▶ [Data supplied]:
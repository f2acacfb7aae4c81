macro_rules! registers {
    ($($variant:ident = $name:literal, $bits:literal, $parent:ident;)*) => {
        /// Architectural register identifiers, including sub-register aliases
        /// and the pseudo-registers used by the lifter (program counter, flag
        /// bits, zero register).
        ///
        /// Every identifier maps to a *parent*: the widest register that
        /// physically stores it. Identifiers whose parent is themselves are
        /// full registers backed by storage; the rest are narrower views of
        /// their parent.
        #[derive(Debug, Clone, Copy, PartialEq, Eq, Hash, PartialOrd, Ord)]
        #[derive(strum::Display, strum::EnumIter, strum::FromRepr)]
        #[cfg_attr(feature = "serde", derive(serde::Serialize, serde::Deserialize))]
        #[strum(serialize_all = "lowercase")]
        #[repr(u16)]
        pub enum Reg {
            $(
                #[doc = $name]
                $variant,
            )*
        }

        impl Reg {
            /// Number of register identifiers in the table.
            pub const COUNT: usize = [$(Self::$variant),*].len();

            /// Architectural name of the register.
            pub const fn name(self) -> &'static str {
                match self {
                    $(Self::$variant => $name,)*
                }
            }

            /// Width of the register in bits.
            pub const fn bit_size(self) -> u32 {
                match self {
                    $(Self::$variant => $bits,)*
                }
            }

            /// The widest register that physically stores this identifier.
            ///
            /// Parents map to themselves; aliasing is single-level, so
            /// `r.parent().parent() == r.parent()` for every `r`.
            pub const fn parent(self) -> Reg {
                match self {
                    $(Self::$variant => Self::$parent,)*
                }
            }
        }
    };
}

registers! {
    X0 = "x0", 64, X0;
    X1 = "x1", 64, X1;
    X2 = "x2", 64, X2;
    X3 = "x3", 64, X3;
    X4 = "x4", 64, X4;
    X5 = "x5", 64, X5;
    X6 = "x6", 64, X6;
    X7 = "x7", 64, X7;
    X8 = "x8", 64, X8;
    X9 = "x9", 64, X9;
    X10 = "x10", 64, X10;
    X11 = "x11", 64, X11;
    X12 = "x12", 64, X12;
    X13 = "x13", 64, X13;
    X14 = "x14", 64, X14;
    X15 = "x15", 64, X15;
    X16 = "x16", 64, X16;
    X17 = "x17", 64, X17;
    X18 = "x18", 64, X18;
    X19 = "x19", 64, X19;
    X20 = "x20", 64, X20;
    X21 = "x21", 64, X21;
    X22 = "x22", 64, X22;
    X23 = "x23", 64, X23;
    X24 = "x24", 64, X24;
    X25 = "x25", 64, X25;
    X26 = "x26", 64, X26;
    X27 = "x27", 64, X27;
    X28 = "x28", 64, X28;
    X29 = "x29", 64, X29;
    X30 = "x30", 64, X30;
    W0 = "w0", 32, X0;
    W1 = "w1", 32, X1;
    W2 = "w2", 32, X2;
    W3 = "w3", 32, X3;
    W4 = "w4", 32, X4;
    W5 = "w5", 32, X5;
    W6 = "w6", 32, X6;
    W7 = "w7", 32, X7;
    W8 = "w8", 32, X8;
    W9 = "w9", 32, X9;
    W10 = "w10", 32, X10;
    W11 = "w11", 32, X11;
    W12 = "w12", 32, X12;
    W13 = "w13", 32, X13;
    W14 = "w14", 32, X14;
    W15 = "w15", 32, X15;
    W16 = "w16", 32, X16;
    W17 = "w17", 32, X17;
    W18 = "w18", 32, X18;
    W19 = "w19", 32, X19;
    W20 = "w20", 32, X20;
    W21 = "w21", 32, X21;
    W22 = "w22", 32, X22;
    W23 = "w23", 32, X23;
    W24 = "w24", 32, X24;
    W25 = "w25", 32, X25;
    W26 = "w26", 32, X26;
    W27 = "w27", 32, X27;
    W28 = "w28", 32, X28;
    W29 = "w29", 32, X29;
    W30 = "w30", 32, X30;
    Sp = "sp", 64, Sp;
    Wsp = "wsp", 32, Sp;
    Xzr = "xzr", 64, Xzr;
    Wzr = "wzr", 32, Xzr;
    Pc = "pc", 64, Pc;
    N = "cpsr_n", 1, N;
    Z = "cpsr_z", 1, Z;
    C = "cpsr_c", 1, C;
    V = "cpsr_v", 1, V;
    V0 = "v0", 128, V0;
    V1 = "v1", 128, V1;
    V2 = "v2", 128, V2;
    V3 = "v3", 128, V3;
    V4 = "v4", 128, V4;
    V5 = "v5", 128, V5;
    V6 = "v6", 128, V6;
    V7 = "v7", 128, V7;
}

impl Reg {
    /// The link register alias.
    pub const LR: Reg = Reg::X30;

    /// Whether this identifier is a parent (has backing storage of its own).
    pub const fn is_parent(self) -> bool {
        self as u16 == self.parent() as u16
    }

    /// Whether this identifier names the zero register or one of its views.
    pub const fn is_zero(self) -> bool {
        matches!(self.parent(), Reg::Xzr)
    }

    /// Whether this identifier names one of the four flag bits.
    pub const fn is_flag(self) -> bool {
        matches!(self, Reg::N | Reg::Z | Reg::C | Reg::V)
    }
}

▶ [Aim of the exercise]: List every line above that holds the word "strum".

▶ [Solution for this exercise]:
        #[derive(strum::Display, strum::EnumIter, strum::FromRepr)]
        #[strum(serialize_all = "lowercase")]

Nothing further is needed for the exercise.